A ‘Peak’ Moment Most Of Wallace Revels In Filming Of ‘Dante’s Peak’
A camera panned over Wallace’s Sixth Street as actor Pierce Brosnan drove down the street.
Curious locals watched from the lunch counter at the Silver Corner Bar and Grill.
“Where’s the flames? Where’s the explosions?” asked one guy, dribbling Tabasco sauce on his grilled ham and cheese. “Come on. Blow something up, for God’s sake.”
Filming on Universal Pictures’ $95 million adventure film, Dante’s Peak, began Tuesday, with 1,000 extras crowding downtown streets and gawkers angling for a peek at stars Brosnan and Linda Hamilton.

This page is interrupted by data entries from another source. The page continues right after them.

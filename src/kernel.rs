//! The prime computations executed by the worker processes.
//!
//! These are plain functions with no shared state, so any worker can call them.

/// returns true if `n` is prime. Numbers below 2 are never prime.
pub fn is_prime(n: i64) -> bool {
    if n < 2 {
        return false;
    }
    if n < 4 {
        return true;
    }
    if n % 2 == 0 || n % 3 == 0 {
        return false;
    }
    // candidates are 6k-1 and 6k+1
    let mut k: i64 = 5;
    while k <= n / k {
        if n % k == 0 || n % (k + 2) == 0 {
            return false;
        }
        k += 6;
    }
    true
}

/// all primes in the closed interval `[start, end]`, in ascending order.
/// Empty when `start > end`.
pub fn primes_in_range(start: i64, end: i64) -> Vec<i64> {
    candidates(start, end).filter(|&n| is_prime(n)).collect()
}

/// the number of primes in the closed interval `[start, end]`
pub fn count_primes(start: i64, end: i64) -> u64 {
    candidates(start, end).filter(|&n| is_prime(n)).count() as u64
}

// nothing below 2 can be prime
fn candidates(start: i64, end: i64) -> std::ops::RangeInclusive<i64> {
    start.max(2)..=end
}
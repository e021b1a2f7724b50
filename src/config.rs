//! Server settings, and the defaults shared by the server and client executables.
use std::time::Duration;

/// default address the server binds to and the client connects to
pub const DEFAULT_HOST: &str = "127.0.0.1";
/// default TCP port
pub const DEFAULT_PORT: u16 = 9090;
/// longest request line a session accepts, in bytes, line terminator included
pub const MAX_LINE_LEN: usize = 8 * 1024;
/// environment variable overriding the host
pub const HOST_ENV: &str = "DISTPRIME_HOST";
/// environment variable overriding the port
pub const PORT_ENV: &str = "DISTPRIME_PORT";

/// Settings of a [`PrimeServer`](crate::PrimeServer).
#[derive(Debug, Clone, PartialEq, Eq)]
pub struct ServerConfig {
    /// host name or IP address to listen on
    pub host: String,
    /// port to listen on
    pub port: u16,
    /// number of worker processes
    pub workers: u32,
    /// if set, at most this many sessions are serviced at once
    pub max_connections: Option<u32>,
    /// if set, the largest interval a `range` or `count` request may cover
    pub max_span: Option<u64>,
    /// if set, sessions silent for this long are closed
    pub idle_timeout: Option<Duration>,
}

impl Default for ServerConfig {
    fn default() -> Self {
        ServerConfig {
            host: DEFAULT_HOST.to_owned(),
            port: DEFAULT_PORT,
            workers: default_workers(),
            max_connections: None,
            max_span: None,
            idle_timeout: None,
        }
    }
}

impl ServerConfig {
    /// the `host:port` string to bind to
    pub fn addr(&self) -> String {
        format!("{}:{}", self.host, self.port)
    }

    pub(crate) fn limits(&self) -> SessionLimits {
        SessionLimits {
            max_span: self.max_span,
            idle_timeout: self.idle_timeout,
        }
    }
}

/// the part of the configuration every session needs
#[derive(Debug, Clone, Copy, PartialEq, Eq)]
pub(crate) struct SessionLimits {
    pub(crate) max_span: Option<u64>,
    pub(crate) idle_timeout: Option<Duration>,
}

/// one worker per available CPU core
pub fn default_workers() -> u32 {
    std::thread::available_parallelism()
        .map(|n| n.get() as u32)
        .unwrap_or(4)
}

#[cfg(test)]
mod tests {
    use super::*;

    #[test]
    fn defaults() {
        let config = ServerConfig::default();
        assert_eq!(config.addr(), "127.0.0.1:9090");
        assert!(config.workers >= 1);
        assert_eq!(config.max_connections, None);
        assert_eq!(config.limits().max_span, None);
        assert_eq!(config.idle_timeout, None);
    }
}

“Perfect weather - this is exactly what we wanted,” said movie publicist Peter Haas, perched on a rooftop. Below him, a downtown intersection was filled with actors and extras, part of a “Pioneer Days” celebration in the fictional Washington town of Dante’s Peak.
The movie’s changed the landscape of the town. At the end of the street, crews set up a Ferris wheel and carnival. And flaggers keep having problems with drivers determined to use a very real-looking fake freeway on-ramp next to City Hall.

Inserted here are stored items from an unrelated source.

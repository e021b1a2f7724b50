//! Thread pools that run the session handlers, one job per accepted connection.
//!
//! - [`NaiveThreadPool`] starts a new thread for every connection
//! - [`SharedQueueThreadPool`] runs at most a fixed number of sessions at once, further
//! connections wait in a queue until a session ends
use crate::Result;

/// A trait for a pool of threads that jobs can be spawned into
pub trait ThreadPool {
    /// creates a new thread pool, immediately spawning the specified number of threads.
    ///
    /// # Errors
    /// returns an error if any thread fails to spawn. All previously-spawned threads are
    /// terminated.
    fn new(threads: u32) -> Result<Self>
    where
        Self: Sized;

    /// spawns a function into the thread pool.
    ///
    /// Spawning always succeeds, but if the function panics the threadpool continues to
    /// operate with the same number of threads. A panicking job does not shrink or
    /// invalidate the pool.
    fn spawn<F>(&self, job: F)
    where
        F: FnOnce() + Send + 'static;
}

mod naive;
mod shared_queue;

pub use self::naive::NaiveThreadPool;
pub use self::shared_queue::SharedQueueThreadPool;
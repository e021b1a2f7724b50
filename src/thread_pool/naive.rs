use std::thread;

use tracing::error;

use super::ThreadPool;
use crate::Result;

/// a simple thread-pool that is not actually a pool. It starts a new thread on every spawn
/// request, so every connection gets its own session thread
#[derive(Debug, Clone, Copy, Default)]
pub struct NaiveThreadPool;

impl ThreadPool for NaiveThreadPool {
    fn new(_threads: u32) -> Result<Self> {
        Ok(NaiveThreadPool)
    }

    fn spawn<F>(&self, job: F)
    where
        F: FnOnce() + Send + 'static,
    {
        if let Err(e) = thread::Builder::new().name("session".into()).spawn(job) {
            error!("Failed to spawn a session thread: {}", e);
        }
    }
}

In the film, Brosnan, who most recently starred as James Bond in “Goldeneye,” plays a volcanologist. He and the small town’s mayor, Hamilton, discover that a nearby volcano is about to erupt.

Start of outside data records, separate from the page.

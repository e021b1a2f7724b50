use std::net::TcpListener;
use std::sync::Arc;

use tracing::{error, info};

use crate::config::ServerConfig;
use crate::metrics::Metrics;
use crate::session::{self, ConnectionGuard, RequestHandler};
use crate::thread_pool::ThreadPool;
use crate::worker::ComputePool;
use crate::Result;

/// A TCP socket server for prime computations.
/// It listens for incoming connections on the configured host and port, and runs a session
/// for every connection on the session [`ThreadPool`].
///
/// Each session receives a handle to the [`ComputePool`], which it uses to run the CPU bound
/// part of a request, and a handle to the shared [`Metrics`].
///
/// # Example
/// Create and run a new server listening on "127.0.0.1:9090", with one session thread per
/// connection and 4 worker processes
/// ```rust,no_run
/// use distprime::{NaiveThreadPool, PrimeServer, ProcessPool, ServerConfig, ThreadPool, WorkerCommand};
/// # use std::error::Error;
/// # fn main() -> Result<(), Box<dyn Error>> {
/// let config = ServerConfig { workers: 4, ..ServerConfig::default() };
/// let compute = ProcessPool::new(config.workers, WorkerCommand::current_exe()?)?;
/// let sessions = NaiveThreadPool::new(0)?;
/// let server = PrimeServer::new(config, compute, sessions);
/// server.run()?;
/// # Ok(())
/// # }
/// ```
pub struct PrimeServer<C: ComputePool, P: ThreadPool> {
    config: ServerConfig,
    /// the pool the sessions submit computations to
    compute: C,
    /// a pool of threads that run the sessions
    sessions: P,
    metrics: Arc<Metrics>,
}

impl<C: ComputePool, P: ThreadPool> PrimeServer<C, P> {
    /// Create a new `PrimeServer`. Its metrics store is created here, so the uptime is
    /// measured from this point.
    pub fn new(config: ServerConfig, compute: C, sessions: P) -> Self {
        PrimeServer {
            config,
            compute,
            sessions,
            metrics: Arc::new(Metrics::new()),
        }
    }

    /// a handle to the metrics store shared by all sessions
    pub fn metrics(&self) -> Arc<Metrics> {
        Arc::clone(&self.metrics)
    }

    /// binds to the configured address and serves connections on it.
    ///
    /// # Errors
    /// returns an error if the listening socket could not be bound. Once bound, this only
    /// returns if the listener itself fails
    pub fn run(self) -> Result<()> {
        let listener = TcpListener::bind(self.config.addr())?;
        self.serve(listener)
    }

    /// accepts connections on `listener` forever, spawning a session for each of them.
    /// Errors of a single connection or session are logged, they never stop the server.
    pub fn serve(self, listener: TcpListener) -> Result<()> {
        info!("Listening on {}", listener.local_addr()?);
        let limits = self.config.limits();
        let handler = RequestHandler::new(
            self.compute.clone(),
            Arc::clone(&self.metrics),
            limits.max_span,
        );

        for stream in listener.incoming() {
            match stream {
                Ok(stream) => {
                    let peer = stream
                        .peer_addr()
                        .map(|addr| addr.to_string())
                        .unwrap_or_else(|_| "unknown peer".to_owned());
                    info!("Accepted connection from {}", peer);
                    let metrics = Arc::clone(&self.metrics);
                    let handler = handler.clone();
                    self.sessions.spawn(move || {
                        // a connection waiting for a free session thread is not active yet
                        let guard = ConnectionGuard::open(metrics);
                        if let Err(e) = session::serve(handler, limits, stream) {
                            error!("Error on serving client {}: {}", peer, e);
                        }
                        drop(guard);
                        info!("Connection from {} closed", peer);
                    });
                }
                Err(e) => error!("Connection failed: {}", e),
            }
        }
        Ok(())
    }
}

Extras include 51 members of Coeur d’Alene High School’s marching band, which was recruited to play a slow march for the Pioneer Days parade.
“They wanted a slower tempo to set kind of an eerie mood for this thing,” said music director John Terris. The band’s putting in a two-day stint, with members sprinkled throughout the crowd scenes to add realism. In exchange, Universal’s donating $8,000 to the school for new band uniforms and instruments.
Although most of Wallace’s businesses - even those in the filming areas - remain open, many now have fictional signs out front.
The Brooks Hotel has become “Breck’s Restaurant.” Across the street is the fictional “Levine’s Art Gallery,” presumably named after movie production manager Ken Levine.
Even the Shoshone Funeral Services chapel has a new identity. It’s become a body shop - an auto body shop.
Some of the storefronts have even fooled cast members.
“Pierce Brosnan came in Monday wanting some paint brushes, which we didn’t have,” said Mary Rae Faraca, working at the Historic Wallace Arts Center Monday. The movie set sign claims the building is “Abbot’s Art Supplies.”
Parking’s tight, Faraca said, but otherwise things are going smoothly.
“You have your usual number of people who complain about anything,” she said. “But I think it’s exciting. We live a humdrum life.”
Over at Tabor’s Modern Drug, 18-year-old clerk Rena Berkey was shocked Monday when Brosnan showed up. She wants an autograph.
“He came to get a prescription and I didn’t have a pen. Real calm, real nice,” she said. “We were all peeking at the pharmacy.”
She bought a “I Survived Dante’s Peak” T-shirt and a purple magic marker.
“Next time, I’m gonna’ catch him,” she vowed.
Not everyone had as good an experience with the movie crews. Photographers from a local weekly paper, the Idaho News Observer, were shooting the production from the roof of their building when a Wallace police officer showed up and told them they couldn’t be there.
Editor Paul Friend was furious.
“If they can restrain my photographer from taking a photograph, they can restrain what I write. That’s not going to happen in my town,” he vowed. He later said movie officials had contacted him, promising to help get him whatever shots he needs.
Wallace Police Chief Scott Tenyck said the officer, although in uniform, was off-duty and working for the movie’s security company.
“I watched one of their security officers stop one of my city councilmen from taking pictures,” said the chief.
The legal reasoning, he said, is unclear. “This is kind of a once-in-a-lifetime deal,” the chief said. “You’re going to get a lot of people that want to take pictures.”